Ricordo lo stupore di scoprire che contemporaneamente in tanti posti diversi ci facevamo le stesse domande e ci davamo le stesse risposte.

E mi ricordo Luca, il piccolo figlio di tre anni di Luisa, una compagna dell’Italsider, che mangiava solo pasta al burro e bistecca e dormiva nel letto con la sua mamma ed era così bello che fosse lì con noi, simbolo vivente del nostro nuovo modo di fare politica e sindacato.

Novembre 1976, nascita del primo corso 150 delle donne “il territorio delle donne”.

Titolo più bello non poteva avere, il nostro territorio da scoprire era dappertutto, a partire dall’Università di Lettere che non ci voleva concedere l’autorizzazione e il riconoscimento giuridico (necessario per avere il permesso delle ore pagate dalle aziende).

E allora noi siamo andate ad occupare il Consiglio di Facoltà in via Balbi. Si decise che avrei io per prima esposto le nostre ragioni.

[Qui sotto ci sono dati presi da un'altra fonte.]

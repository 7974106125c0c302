// Boundary between the runtime core and the tree-walking evaluator
//
// The parser and the per-node evaluation logic live outside this crate. Every
// AST node only has to honour one contract: evaluate itself against an
// environment and produce a value.

use std::fmt;
use std::sync::Arc;

use crate::environment::EnvId;
use crate::interpreter::engine::Interpreter;
use crate::interpreter::errors::RuntimeError;
use crate::memory::value::Value;

/// Source location information for error reporting
#[derive(Debug, Clone, Copy, PartialEq, Eq, Default)]
pub struct SourceLocation {
    pub line: usize,
    pub column: usize,
}

impl SourceLocation {
    pub fn new(line: usize, column: usize) -> Self {
        Self { line, column }
    }
}

impl fmt::Display for SourceLocation {
    fn fmt(&self, f: &mut fmt::Formatter<'_>) -> fmt::Result {
        write!(f, "{}:{}", self.line, self.column)
    }
}

/// An evaluable AST node.
///
/// Implementations call back into the [`Interpreter`] to resolve names,
/// allocate objects and raise control signals. Statement sequencing must check
/// [`Interpreter::interrupted`] and [`Interpreter::has_exception`] after every
/// step; the drivers in [`crate::interpreter::jumps`] do exactly that.
pub trait Node: fmt::Debug + Send + Sync {
    fn evaluate(&self, interp: &mut Interpreter, env: EnvId) -> Result<Value, RuntimeError>;

    fn location(&self) -> SourceLocation {
        SourceLocation::default()
    }
}

/// Shared handle to an AST node (function bodies are shared by every closure)
pub type NodeRef = Arc<dyn Node>;
// Session configuration
//
// The command-line glue lives outside this crate, but the knobs it exposes
// (heap size, stack limit, GC diagnostics, contract checking) shape the core,
// so parsing them is provided here.

use std::sync::Once;

use crate::interpreter::constants::{DEFAULT_HEAP_SIZE, DEFAULT_STACK_LIMIT};

/// Runtime options for one interpreter session
#[derive(Debug, Clone, PartialEq, Eq)]
pub struct Config {
    /// Heap size in slots, the null slot included
    pub heap_size: usize,
    /// Maximum call depth
    pub stack_limit: usize,
    /// Log every triggered collection at `info` instead of `debug`
    pub gc_trace: bool,
    /// Log the result of every collection at `info` instead of `debug`
    pub gc_summary: bool,
    /// Verify `free` calls and the rebuilt free list
    pub check_contracts: bool,
    /// Slide live objects together when a collection is not enough
    pub compaction: bool,
}

impl Default for Config {
    fn default() -> Self {
        Config {
            heap_size: DEFAULT_HEAP_SIZE,
            stack_limit: DEFAULT_STACK_LIMIT,
            gc_trace: false,
            gc_summary: false,
            check_contracts: true,
            compaction: true,
        }
    }
}

impl Config {
    pub fn with_heap_size(mut self, heap_size: usize) -> Self {
        self.heap_size = heap_size;
        self
    }

    pub fn with_stack_limit(mut self, stack_limit: usize) -> Self {
        self.stack_limit = stack_limit;
        self
    }

    pub fn with_gc_trace(mut self, enabled: bool) -> Self {
        self.gc_trace = enabled;
        self
    }

    pub fn with_gc_summary(mut self, enabled: bool) -> Self {
        self.gc_summary = enabled;
        self
    }

    pub fn with_contracts(mut self, enabled: bool) -> Self {
        self.check_contracts = enabled;
        self
    }

    pub fn with_compaction(mut self, enabled: bool) -> Self {
        self.compaction = enabled;
        self
    }

    /// Consume the runtime flags from `args`, leaving everything else for the caller.
    ///
    /// ```text
    /// --heap-size <slots>    heap size (default 65536)
    /// --stack-limit <depth>  maximum call depth (default 1000)
    /// --gc-trace             report every triggered collection
    /// --gc-summary           report the result of every collection
    /// --no-contracts         skip free-list verification
    /// --no-compaction        treat exhaustion after a collection as fatal
    /// ```
    pub fn from_args(args: &mut pico_args::Arguments) -> Result<Self, pico_args::Error> {
        let defaults = Config::default();
        Ok(Config {
            heap_size: args
                .opt_value_from_str("--heap-size")?
                .unwrap_or(defaults.heap_size),
            stack_limit: args
                .opt_value_from_str("--stack-limit")?
                .unwrap_or(defaults.stack_limit),
            gc_trace: args.contains("--gc-trace"),
            gc_summary: args.contains("--gc-summary"),
            check_contracts: !args.contains("--no-contracts"),
            compaction: !args.contains("--no-compaction"),
        })
    }
}

static TRACING_INIT: Once = Once::new();

/// Initialize tracing for diagnostic output.
///
/// Safe to call multiple times. Enable with `RUST_LOG=kestrel=debug`; GC
/// diagnostics requested through [`Config`] are emitted at `info`.
pub fn init_tracing() {
    TRACING_INIT.call_once(|| {
        use tracing_subscriber::{fmt, prelude::*, EnvFilter};

        // Only initialize if RUST_LOG is set
        if std::env::var("RUST_LOG").is_ok() {
            let filter = EnvFilter::from_default_env();
            tracing_subscriber::registry()
                .with(fmt::layer().with_target(true).with_level(true))
                .with(filter)
                .init();
        }
    });
}

#[cfg(test)]
mod tests {
    use super::*;
    use pretty_assertions::assert_eq;

    fn args(list: &[&str]) -> pico_args::Arguments {
        pico_args::Arguments::from_vec(list.iter().map(|s| std::ffi::OsString::from(*s)).collect())
    }

    #[test]
    fn test_defaults_without_flags() {
        let config = Config::from_args(&mut args(&[])).unwrap();
        assert_eq!(config, Config::default());
        assert_eq!(config.stack_limit, 1000);
    }

    #[test]
    fn test_flags_are_consumed() {
        let mut parsed = args(&[
            "--heap-size",
            "8",
            "--gc-summary",
            "--no-compaction",
            "script.ks",
        ]);
        let config = Config::from_args(&mut parsed).unwrap();
        assert_eq!(
            config,
            Config::default()
                .with_heap_size(8)
                .with_gc_summary(true)
                .with_compaction(false)
        );
        let rest: Vec<String> = parsed
            .finish()
            .into_iter()
            .map(|s| s.to_string_lossy().into_owned())
            .collect();
        assert_eq!(rest, vec!["script.ks".to_string()]);
    }

    #[test]
    fn test_bad_number_is_an_error() {
        assert!(Config::from_args(&mut args(&["--stack-limit", "deep"])).is_err());
    }
}
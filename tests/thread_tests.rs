// Script threads sharing one session

mod common;

use std::sync::Arc;

use common::{define_function, node, str_lit, Stmt};
use kestrel::environment::EnvId;
use kestrel::interpreter::engine::Interpreter;
use kestrel::interpreter::errors::RuntimeError;
use kestrel::interpreter::threads::Session;
use kestrel::memory::heap::NativeFn;
use kestrel::memory::value::{Reference, Value};
use pretty_assertions::assert_eq;

/// Native `add(n)`: adds `n` to the global `total`
fn define_adder(interp: &mut Interpreter) -> Reference {
    let global = interp.global();
    interp.define_var(global, "total", Value::Int(0)).unwrap();
    let add: NativeFn = Arc::new(
        |interp: &mut Interpreter, env: EnvId, args: &[Value]| -> Result<Value, RuntimeError> {
            let n = args[0].as_int().unwrap_or(0);
            let current = interp.get(env, "total")?.as_int().unwrap_or(0);
            interp.set(env, "total", Value::Int(current + n))?;
            Ok(Value::Null)
        },
    );
    let r = interp.allocate_native("add", 1, add).unwrap();
    interp.define_var(global, "add", Value::Reference(r)).unwrap();
    r
}

#[test]
fn test_threads_share_global_scope() {
    let session = Session::new(Interpreter::default());
    let add = session.with(define_adder);

    for n in 1..=10 {
        session
            .spawn(Value::Reference(add), vec![Value::Int(n)], false)
            .unwrap();
    }
    session.join();

    let total = session.with(|interp| interp.get(interp.global(), "total").unwrap());
    assert_eq!(total, Value::Int(55));
}

#[test]
fn test_spawn_without_session_runs_inline() {
    let mut interp = Interpreter::default();
    let add = define_adder(&mut interp);
    let global = interp.global();

    let first = interp
        .spawn_thread(Value::Reference(add), vec![Value::Int(4)], false)
        .unwrap();
    assert_eq!(interp.get(global, "total").unwrap(), Value::Int(4));

    let second = interp
        .spawn_thread(Value::Reference(add), vec![Value::Int(5)], true)
        .unwrap();
    assert_ne!(first, second);
    assert_eq!(interp.get(global, "total").unwrap(), Value::Int(9));
}

#[test]
fn test_uncaught_exception_stays_in_its_thread() {
    // The escaped exception is reported through tracing
    kestrel::config::init_tracing();
    let session = Session::new(Interpreter::default());
    let (fail, add) = session.with(|interp| {
        let fail = define_function(interp, "fail", &[], vec![node(Stmt::Throw(str_lit("bad")))]);
        (fail, define_adder(interp))
    });

    session.spawn(Value::Reference(fail), Vec::new(), false).unwrap();
    session.join();
    session
        .spawn(Value::Reference(add), vec![Value::Int(2)], false)
        .unwrap();
    session.join();

    session.with(|interp| {
        let global = interp.global();
        assert!(!interp.has_exception(global));
        assert!(interp.report_uncaught(global).is_none());
        assert_eq!(interp.get(global, "total").unwrap(), Value::Int(2));
    });
}

#[test]
fn test_pending_thread_arguments_survive_collection() {
    let session = Session::new(Interpreter::default());
    let measure = session.with(|interp| {
        let global = interp.global();
        interp.define_var(global, "len", Value::Null).unwrap();
        let measure: NativeFn = Arc::new(
            |interp: &mut Interpreter, env: EnvId, args: &[Value]| -> Result<Value, RuntimeError> {
                let array = args[0].as_reference().ok_or_else(|| RuntimeError::TypeError {
                    expected: "Array".to_string(),
                    got: args[0].type_name().to_string(),
                })?;
                let len = interp.memory().array_len(array)?;
                interp.set(env, "len", Value::Int(len as i64))?;
                Ok(Value::Null)
            },
        );
        interp.allocate_native("measure", 1, measure).unwrap()
    });

    {
        // The new thread cannot start until this guard is dropped
        let mut interp = session.lock();
        let global = interp.global();
        interp
            .define_var(global, "measure", Value::Reference(measure))
            .unwrap();
        let array = interp
            .allocate_array(vec![Value::Int(1), Value::Int(2), Value::Int(3)])
            .unwrap();
        interp
            .spawn_thread(Value::Reference(measure), vec![Value::Reference(array)], false)
            .unwrap();

        interp.gc().unwrap();
        assert!(!interp.available_view().slots.contains(&array.slot()));
    }
    session.join();

    let len = session.with(|interp| interp.get(interp.global(), "len").unwrap());
    assert_eq!(len, Value::Int(3));
}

Parlai con passione e con emozione, lì in quell’aula magna dove avevo discusso la mia tesi di laurea solo due anni prima e a me sembrò mille anni prima, una vita prima, quella sensazione me la ricordo fisicamente ancora adesso.

Sentivo nel corpo la lontananza tra quel mondo di studio e il mondo del lavoro a cui adesso appartenevo (restava la riconoscenza a Wittgenstein e all’amico che mi aveva aiutato a fare la tesi su quello strano filosofo austriaco che mi aveva aperto le porte dell’Italsider e di quel mondo di donne forti e amichevoli).